Stored data entries:
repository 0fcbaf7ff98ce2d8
//! Add and update command handlers

use crate::domain::MalId;
use crate::state::AppState;

fn positive_mal_id(mal_id: i32) -> anyhow::Result<MalId> {
    if mal_id <= 0 {
        anyhow::bail!("Invalid MAL ID: {mal_id}. ID must be a positive integer");
    }
    Ok(MalId::new(mal_id))
}

pub async fn cmd_add_anime(state: &AppState, mal_id: i32) -> anyhow::Result<()> {
    let mal_id = positive_mal_id(mal_id)?;
    println!("Adding anime with MAL ID {mal_id}...");

    let outcome = state.synchronizer.add_new_anime(mal_id).await;
    if !outcome.success {
        anyhow::bail!(outcome.message);
    }

    println!("✓ {}", outcome.message);
    if let Some(id) = outcome.anime_id {
        println!("  Anime ID: {id}");
    }
    Ok(())
}

pub async fn cmd_update_episodes(state: &AppState, mal_id: i32) -> anyhow::Result<()> {
    let mal_id = positive_mal_id(mal_id)?;
    println!("Fetching latest episodes for MAL ID {mal_id}...");

    let outcome = state.synchronizer.update_anime_episodes(mal_id).await;
    if !outcome.success {
        anyhow::bail!(outcome.message);
    }

    println!("✓ {}", outcome.message);
    Ok(())
}
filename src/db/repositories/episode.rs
use super::StoreResult;
use crate::domain::{AnimeId, SeasonId};
use crate::entities::{anime, episode, prelude::*, season};
use crate::models::episode::{EpisodeRecord, NewEpisode, RecentEpisode};
use sea_orm::{
    ColumnTrait, DatabaseConnection, EntityTrait, FromQueryResult, JoinType, NotSet, QueryFilter,
    QueryOrder, QuerySelect, RelationTrait, Set,
};
use tracing::info;

/// Rows per INSERT statement, keeping each batch under SQLite's bound-parameter limit.
const INSERT_CHUNK_SIZE: usize = 500;

#[derive(Debug, FromQueryResult)]
struct RecentEpisodeRow {
    id: i32,
    number: i32,
    anime_id: i32,
    anime_title: String,
    created_at: String,
}

/// Repository for episode rows.
pub struct EpisodeRepository {
    conn: DatabaseConnection,
}

impl EpisodeRepository {
    #[must_use]
    pub const fn new(conn: DatabaseConnection) -> Self {
        Self { conn }
    }

    fn map_model(m: episode::Model) -> EpisodeRecord {
        EpisodeRecord {
            id: m.id,
            season_id: SeasonId::new(m.season_id),
            number: m.number,
            title: m.title,
            synopsis: m.synopsis,
            duration: m.duration,
            air_date: m.air_date,
            filler: m.filler,
            recap: m.recap,
            created_at: m.created_at,
        }
    }

    pub async fn numbers_for_season(&self, season_id: SeasonId) -> StoreResult<Vec<i32>> {
        let numbers = Episode::find()
            .select_only()
            .column(episode::Column::Number)
            .filter(episode::Column::SeasonId.eq(season_id.value()))
            .order_by_asc(episode::Column::Number)
            .into_tuple::<i32>()
            .all(&self.conn)
            .await?;

        Ok(numbers)
    }

    pub async fn list_for_season(&self, season_id: SeasonId) -> StoreResult<Vec<EpisodeRecord>> {
        let rows = Episode::find()
            .filter(episode::Column::SeasonId.eq(season_id.value()))
            .order_by_asc(episode::Column::Number)
            .all(&self.conn)
            .await?;

        Ok(rows.into_iter().map(Self::map_model).collect())
    }

    pub async fn insert_many(&self, episodes: Vec<NewEpisode>) -> StoreResult<()> {
        if episodes.is_empty() {
            return Ok(());
        }

        let total = episodes.len();
        let now = chrono::Utc::now().to_rfc3339();
        let active_models: Vec<episode::ActiveModel> = episodes
            .into_iter()
            .map(|ep| episode::ActiveModel {
                id: NotSet,
                season_id: Set(ep.season_id.value()),
                number: Set(ep.number),
                title: Set(ep.title),
                synopsis: Set(ep.synopsis),
                duration: Set(ep.duration),
                air_date: Set(ep.air_date),
                filler: Set(ep.filler),
                recap: Set(ep.recap),
                created_at: Set(now.clone()),
            })
            .collect();

        for chunk in active_models.chunks(INSERT_CHUNK_SIZE) {
            Episode::insert_many(chunk.to_vec())
                .exec(&self.conn)
                .await?;
        }

        info!(count = total, "Inserted episodes");
        Ok(())
    }

    pub async fn recent(&self, limit: u64) -> StoreResult<Vec<RecentEpisode>> {
        let rows = Episode::find()
            .select_only()
            .column(episode::Column::Id)
            .column(episode::Column::Number)
            .column(episode::Column::CreatedAt)
            .column_as(anime::Column::Id, "anime_id")
            .column_as(anime::Column::Title, "anime_title")
            .join(JoinType::InnerJoin, episode::Relation::Season.def())
            .join(JoinType::InnerJoin, season::Relation::Anime.def())
            .order_by_desc(episode::Column::CreatedAt)
            .order_by_desc(episode::Column::Id)
            .limit(limit)
            .into_model::<RecentEpisodeRow>()
            .all(&self.conn)
            .await?;

        Ok(rows
            .into_iter()
            .map(|r| RecentEpisode {
                id: r.id,
                episode_number: r.number,
                anime_id: AnimeId::new(r.anime_id),
                anime_title: r.anime_title,
                created_at: r.created_at,
            })
            .collect())
    }
}
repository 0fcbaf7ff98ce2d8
use sea_orm_migration::prelude::*;

mod m20240101_initial;

pub struct Migrator;

#[async_trait::async_trait]
impl MigratorTrait for Migrator {
    fn migrations() -> Vec<Box<dyn MigrationTrait>> {
        vec![Box::new(m20240101_initial::Migration)]
    }
}
use axum::{
    Router,
    http::HeaderValue,
    middleware,
    routing::{get, post},
};
use std::sync::Arc;
use tower_http::cors::{Any, CorsLayer};
use tower_http::trace::TraceLayer;

mod admin;
mod error;
mod observability;
mod system;
mod types;
mod validation;

pub use crate::state::AppState;
pub use error::ApiError;
pub use types::*;

pub fn router(state: Arc<AppState>) -> Router {
    let cors_origins = state.config.server.cors_allowed_origins.clone();

    let api_router = Router::new()
        .route("/admin/anime", post(admin::add_anime))
        .route(
            "/admin/anime/{mal_id}/episodes/sync",
            post(admin::sync_episodes),
        )
        .route("/admin/recent-anime", get(admin::recent_anime))
        .route("/admin/recent-episodes", get(admin::recent_episodes))
        .route("/system/health/live", get(system::health_live))
        .route("/system/health/ready", get(system::health_ready))
        .route("/metrics", get(observability::get_metrics))
        .with_state(state);

    let cors_layer = if cors_origins.iter().any(|o| o == "*") {
        CorsLayer::new().allow_origin(Any)
    } else {
        let origins: Vec<HeaderValue> =
            cors_origins.iter().filter_map(|s| s.parse().ok()).collect();
        CorsLayer::new().allow_origin(origins)
    };

    Router::new()
        .nest("/api", api_router)
        .layer(cors_layer.allow_methods(Any).allow_headers(Any))
        .layer(TraceLayer::new_for_http())
        .layer(middleware::from_fn(observability::track_metrics))
}
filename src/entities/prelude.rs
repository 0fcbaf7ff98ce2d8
pub use super::anime::Entity as Anime;
pub use super::episode::Entity as Episode;
pub use super::season::Entity as Season;
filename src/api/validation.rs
use super::ApiError;
use crate::domain::MalId;

pub const DEFAULT_LIMIT: u64 = 10;
pub const MAX_LIMIT: u64 = 100;

pub fn validate_mal_id(id: i32) -> Result<MalId, ApiError> {
    if id <= 0 {
        return Err(ApiError::validation(format!(
            "Invalid MAL ID: {}. ID must be a positive integer",
            id
        )));
    }
    Ok(MalId::new(id))
}

pub fn validate_limit(limit: Option<u64>) -> Result<u64, ApiError> {
    let limit = limit.unwrap_or(DEFAULT_LIMIT);
    if !(1..=MAX_LIMIT).contains(&limit) {
        return Err(ApiError::validation(format!(
            "Invalid limit: {}. Limit must be between 1 and {}",
            limit, MAX_LIMIT
        )));
    }
    Ok(limit)
}

#[cfg(test)]
mod tests {
    use super::*;

    #[test]
    fn test_validate_mal_id() {
        assert_eq!(validate_mal_id(1535).unwrap(), MalId::new(1535));
        assert!(validate_mal_id(0).is_err());
        assert!(validate_mal_id(-1).is_err());
    }

    #[test]
    fn test_validate_limit() {
        assert_eq!(validate_limit(None).unwrap(), DEFAULT_LIMIT);
        assert_eq!(validate_limit(Some(1)).unwrap(), 1);
        assert_eq!(validate_limit(Some(100)).unwrap(), 100);
        assert!(validate_limit(Some(0)).is_err());
        assert!(validate_limit(Some(101)).is_err());
    }
}
use crate::domain::{AnimeId, SeasonId};
use serde::Serialize;

#[derive(Debug, Clone, PartialEq, Eq, Serialize)]
pub struct EpisodeRecord {
    pub id: i32,
    pub season_id: SeasonId,
    pub number: i32,
    pub title: String,
    pub synopsis: Option<String>,
    pub duration: i32,
    pub air_date: Option<String>,
    pub filler: bool,
    pub recap: bool,
    pub created_at: String,
}

#[derive(Debug, Clone, PartialEq, Eq)]
pub struct NewEpisode {
    pub season_id: SeasonId,
    pub number: i32,
    pub title: String,
    pub synopsis: Option<String>,
    /// Runtime in minutes.
    pub duration: i32,
    pub air_date: Option<String>,
    pub filler: bool,
    pub recap: bool,
}

/// Row shown in the admin "recent episodes" listing.
#[derive(Debug, Clone, Serialize)]
pub struct RecentEpisode {
    pub id: i32,
    pub episode_number: i32,
    pub anime_id: AnimeId,
    pub anime_title: String,
    pub created_at: String,
}
use axum::{
    Json,
    http::StatusCode,
    response::{IntoResponse, Response},
};
use std::fmt;

use super::ApiResponse;
use crate::db::StoreError;

/// Failures raised by handlers before or around a sync run.
///
/// Sync outcomes themselves are not errors; see `admin::outcome_status`.
#[derive(Debug)]
pub enum ApiError {
    DatabaseError(String),

    ValidationError(String),
}

impl fmt::Display for ApiError {
    fn fmt(&self, f: &mut fmt::Formatter<'_>) -> fmt::Result {
        match self {
            ApiError::DatabaseError(msg) => write!(f, "Database error: {}", msg),
            ApiError::ValidationError(msg) => write!(f, "Validation error: {}", msg),
        }
    }
}

impl std::error::Error for ApiError {}

impl IntoResponse for ApiError {
    fn into_response(self) -> Response {
        let (status, error_message) = match &self {
            ApiError::DatabaseError(msg) => {
                tracing::error!("Database error: {}", msg);
                (
                    StatusCode::INTERNAL_SERVER_ERROR,
                    "A database error occurred".to_string(),
                )
            }
            ApiError::ValidationError(msg) => (StatusCode::BAD_REQUEST, msg.clone()),
        };

        let body = ApiResponse::<()>::error(error_message);
        (status, Json(body)).into_response()
    }
}

impl From<StoreError> for ApiError {
    fn from(err: StoreError) -> Self {
        ApiError::DatabaseError(err.to_string())
    }
}

impl ApiError {
    pub fn validation(msg: impl Into<String>) -> Self {
        ApiError::ValidationError(msg.into())
    }
}
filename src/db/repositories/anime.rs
use super::{StoreError, StoreResult};
use crate::domain::{AnimeId, MalId};
use crate::entities::{anime, prelude::*};
use crate::models::anime::{AnimeRecord, AnimeUpdate, NewAnime, RecentAnime};
use sea_orm::sea_query::Expr;
use sea_orm::{
    ActiveModelTrait, ColumnTrait, DatabaseConnection, EntityTrait, NotSet, QueryFilter,
    QueryOrder, QuerySelect, Set,
};
use tracing::{debug, info};

pub struct AnimeRepository {
    conn: DatabaseConnection,
}

impl AnimeRepository {
    #[must_use]
    pub const fn new(conn: DatabaseConnection) -> Self {
        Self { conn }
    }

    fn map_model(model: anime::Model) -> StoreResult<AnimeRecord> {
        let age_rating = model
            .age_rating
            .parse()
            .map_err(|e| StoreError::invalid_row("anime", model.id, e))?;
        let status = model
            .status
            .parse()
            .map_err(|e| StoreError::invalid_row("anime", model.id, e))?;

        Ok(AnimeRecord {
            id: AnimeId::new(model.id),
            mal_id: model.mal_id.map(MalId::new),
            title: model.title,
            original_title: model.original_title,
            synopsis: model.synopsis,
            cover_image: model.cover_image,
            trailer_url: model.trailer_url,
            age_rating,
            status,
            release_date: model.release_date,
            end_date: model.end_date,
            score: model.score,
            created_at: model.created_at,
            updated_at: model.updated_at,
        })
    }

    pub async fn find_by_mal_id(&self, mal_id: MalId) -> StoreResult<Option<AnimeRecord>> {
        Anime::find()
            .filter(anime::Column::MalId.eq(mal_id.value()))
            .one(&self.conn)
            .await?
            .map(Self::map_model)
            .transpose()
    }

    pub async fn get(&self, id: AnimeId) -> StoreResult<Option<AnimeRecord>> {
        Anime::find_by_id(id.value())
            .one(&self.conn)
            .await?
            .map(Self::map_model)
            .transpose()
    }

    pub async fn insert(&self, anime: NewAnime) -> StoreResult<AnimeRecord> {
        let now = chrono::Utc::now().to_rfc3339();
        let active_model = anime::ActiveModel {
            id: NotSet,
            mal_id: Set(Some(anime.mal_id.value())),
            title: Set(anime.title),
            original_title: Set(anime.original_title),
            synopsis: Set(anime.synopsis),
            cover_image: Set(anime.cover_image),
            trailer_url: Set(anime.trailer_url),
            age_rating: Set(anime.age_rating.as_str().to_string()),
            status: Set(anime.status.as_str().to_string()),
            release_date: Set(anime.release_date),
            end_date: Set(anime.end_date),
            score: Set(anime.score),
            created_at: Set(now.clone()),
            updated_at: Set(now),
        };

        let model = active_model.insert(&self.conn).await?;
        info!(anime_id = model.id, title = %model.title, "Inserted anime");
        Self::map_model(model)
    }

    pub async fn update(&self, id: AnimeId, update: AnimeUpdate) -> StoreResult<()> {
        let result = Anime::update_many()
            .col_expr(anime::Column::Title, Expr::value(update.title))
            .col_expr(anime::Column::Synopsis, Expr::value(update.synopsis))
            .col_expr(anime::Column::Status, Expr::value(update.status.as_str()))
            .col_expr(anime::Column::EndDate, Expr::value(update.end_date))
            .col_expr(anime::Column::Score, Expr::value(update.score))
            .col_expr(
                anime::Column::UpdatedAt,
                Expr::value(chrono::Utc::now().to_rfc3339()),
            )
            .filter(anime::Column::Id.eq(id.value()))
            .exec(&self.conn)
            .await?;

        debug!(anime_id = %id, rows = result.rows_affected, "Updated anime fields");
        Ok(())
    }

    pub async fn recent(&self, limit: u64) -> StoreResult<Vec<RecentAnime>> {
        let rows = Anime::find()
            .order_by_desc(anime::Column::CreatedAt)
            .order_by_desc(anime::Column::Id)
            .limit(limit)
            .all(&self.conn)
            .await?;

        Ok(rows
            .into_iter()
            .map(|m| RecentAnime {
                id: AnimeId::new(m.id),
                mal_id: m.mal_id.map(MalId::new),
                title: m.title,
                cover_image: m.cover_image,
                created_at: m.created_at,
            })
            .collect())
    }
}
use crate::clients::http::FetchError;
use crate::clients::jikan::{EpisodePage, JikanClient, JikanEpisode};
use crate::domain::MalId;
use std::sync::Arc;
use tracing::{debug, warn};

/// Page size assumed when the upstream pagination block omits it.
pub const DEFAULT_PER_PAGE: u32 = 100;

/// An upstream episode paired with its 1-based position in the full listing.
#[derive(Debug, Clone)]
pub struct NumberedEpisode {
    pub number: i32,
    pub episode: JikanEpisode,
}

pub struct EpisodePaginator {
    jikan: Arc<JikanClient>,
    max_pages: u32,
}

impl EpisodePaginator {
    pub fn new(jikan: Arc<JikanClient>, max_pages: u32) -> Self {
        Self {
            jikan,
            max_pages: max_pages.max(1),
        }
    }

    /// Walks every episode page in order until upstream reports no next page.
    pub async fn fetch_all_episodes(
        &self,
        mal_id: MalId,
    ) -> Result<Vec<NumberedEpisode>, FetchError> {
        let mut episodes = Vec::new();
        let mut page = 1;

        loop {
            let result = self.jikan.get_episodes_page(mal_id, page).await?;
            let has_next = result.has_next_page();
            debug!(
                mal_id = %mal_id,
                page,
                count = result.data.len(),
                has_next,
                "Fetched episode page"
            );

            for episode in result.data {
                let number = position(0, episodes.len())?;
                episodes.push(NumberedEpisode { number, episode });
            }

            if !has_next {
                break;
            }
            if page >= self.max_pages {
                warn!(
                    mal_id = %mal_id,
                    max_pages = self.max_pages,
                    "Stopping episode pagination at page cap"
                );
                break;
            }
            page += 1;
        }

        Ok(episodes)
    }

    /// Fetches only the final page of the listing.
    ///
    /// Page 1 is always requested to locate the last page; it is reused
    /// when it is also the last page. The last page comes from
    /// `items.total / per_page`, or from `last_visible_page` when upstream
    /// omits the item total.
    pub async fn fetch_latest_episodes_page(
        &self,
        mal_id: MalId,
    ) -> Result<Vec<NumberedEpisode>, FetchError> {
        let first = self.jikan.get_episodes_page(mal_id, 1).await?;
        let Some((last_page, per_page)) = last_page(&first) else {
            debug!(mal_id = %mal_id, "Upstream reports no episodes");
            return Ok(Vec::new());
        };

        let page = if last_page == 1 {
            first
        } else {
            debug!(mal_id = %mal_id, last_page, "Fetching last episode page");
            self.jikan.get_episodes_page(mal_id, last_page).await?
        };

        let offset = (last_page - 1) * per_page;
        page.data
            .into_iter()
            .enumerate()
            .map(|(idx, episode)| {
                Ok(NumberedEpisode {
                    number: position(offset, idx)?,
                    episode,
                })
            })
            .collect()
    }
}

/// Last page number and page size, or `None` when the listing is empty.
fn last_page(first: &EpisodePage) -> Option<(u32, u32)> {
    let pagination = first.pagination.as_ref()?;
    let items = pagination.items.as_ref();
    let per_page = items
        .and_then(|i| i.per_page)
        .filter(|&n| n > 0)
        .unwrap_or(DEFAULT_PER_PAGE);

    let last = match items.and_then(|i| i.total) {
        Some(total) => total.div_ceil(per_page),
        None => pagination.last_visible_page.unwrap_or(0),
    };
    (last > 0).then_some((last, per_page))
}

fn position(offset: u32, index: usize) -> Result<i32, FetchError> {
    u32::try_from(index)
        .ok()
        .and_then(|i| offset.checked_add(i)?.checked_add(1))
        .and_then(|n| i32::try_from(n).ok())
        .ok_or_else(|| FetchError::response_format("episode position out of range", ""))
}
//! Admin endpoints that front the catalog synchronizer.
//!
//! The sync endpoints answer with the outcome object itself; its `reason`
//! selects the HTTP status.

use axum::{
    Json,
    extract::{Path, Query, State},
    http::StatusCode,
    response::{IntoResponse, Response},
};
use std::sync::Arc;

use super::validation::{validate_limit, validate_mal_id};
use super::{
    AddAnimeRequest, ApiError, ApiResponse, AppState, LimitQuery, RecentAnimeDto,
    RecentEpisodeDto,
};
use crate::services::SyncFailure;

const fn outcome_status(reason: Option<SyncFailure>) -> StatusCode {
    match reason {
        None => StatusCode::OK,
        Some(SyncFailure::AlreadyExists) => StatusCode::CONFLICT,
        Some(SyncFailure::NotFound) => StatusCode::NOT_FOUND,
        Some(SyncFailure::RateLimited) => StatusCode::TOO_MANY_REQUESTS,
        Some(SyncFailure::UpstreamError | SyncFailure::FormatError) => StatusCode::BAD_GATEWAY,
        Some(SyncFailure::PersistenceError) => StatusCode::INTERNAL_SERVER_ERROR,
    }
}

/// `POST /api/admin/anime`
pub async fn add_anime(
    State(state): State<Arc<AppState>>,
    Json(payload): Json<AddAnimeRequest>,
) -> Result<Response, ApiError> {
    let mal_id = validate_mal_id(payload.mal_id)?;
    let outcome = state.synchronizer.add_new_anime(mal_id).await;
    Ok((outcome_status(outcome.reason), Json(outcome)).into_response())
}

/// `POST /api/admin/anime/{mal_id}/episodes/sync`
pub async fn sync_episodes(
    State(state): State<Arc<AppState>>,
    Path(mal_id): Path<i32>,
) -> Result<Response, ApiError> {
    let mal_id = validate_mal_id(mal_id)?;
    let outcome = state.synchronizer.update_anime_episodes(mal_id).await;
    Ok((outcome_status(outcome.reason), Json(outcome)).into_response())
}

/// `GET /api/admin/recent-anime`
pub async fn recent_anime(
    State(state): State<Arc<AppState>>,
    Query(query): Query<LimitQuery>,
) -> Result<Json<ApiResponse<Vec<RecentAnimeDto>>>, ApiError> {
    let limit = validate_limit(query.limit)?;
    let rows = state.store.recent_anime(limit).await?;
    Ok(Json(ApiResponse::success(
        rows.into_iter().map(RecentAnimeDto::from).collect(),
    )))
}

/// `GET /api/admin/recent-episodes`
pub async fn recent_episodes(
    State(state): State<Arc<AppState>>,
    Query(query): Query<LimitQuery>,
) -> Result<Json<ApiResponse<Vec<RecentEpisodeDto>>>, ApiError> {
    let limit = validate_limit(query.limit)?;
    let rows = state.store.recent_episodes(limit).await?;
    Ok(Json(ApiResponse::success(
        rows.into_iter().map(RecentEpisodeDto::from).collect(),
    )))
}

#[cfg(test)]
mod tests {
    use super::*;

    #[test]
    fn test_outcome_status_mapping() {
        assert_eq!(outcome_status(None), StatusCode::OK);
        assert_eq!(
            outcome_status(Some(SyncFailure::AlreadyExists)),
            StatusCode::CONFLICT
        );
        assert_eq!(
            outcome_status(Some(SyncFailure::NotFound)),
            StatusCode::NOT_FOUND
        );
        assert_eq!(
            outcome_status(Some(SyncFailure::RateLimited)),
            StatusCode::TOO_MANY_REQUESTS
        );
        assert_eq!(
            outcome_status(Some(SyncFailure::FormatError)),
            StatusCode::BAD_GATEWAY
        );
        assert_eq!(
            outcome_status(Some(SyncFailure::PersistenceError)),
            StatusCode::INTERNAL_SERVER_ERROR
        );
    }
}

- **EXERCISE PROMPT**:
Each line in which the string "RecentAnimeDto" is found must be copied from the data.

- **EXERCISE ANSWER**:
    AddAnimeRequest, ApiError, ApiResponse, AppState, LimitQuery, RecentAnimeDto,
) -> Result<Json<ApiResponse<Vec<RecentAnimeDto>>>, ApiError> {
        rows.into_iter().map(RecentAnimeDto::from).collect(),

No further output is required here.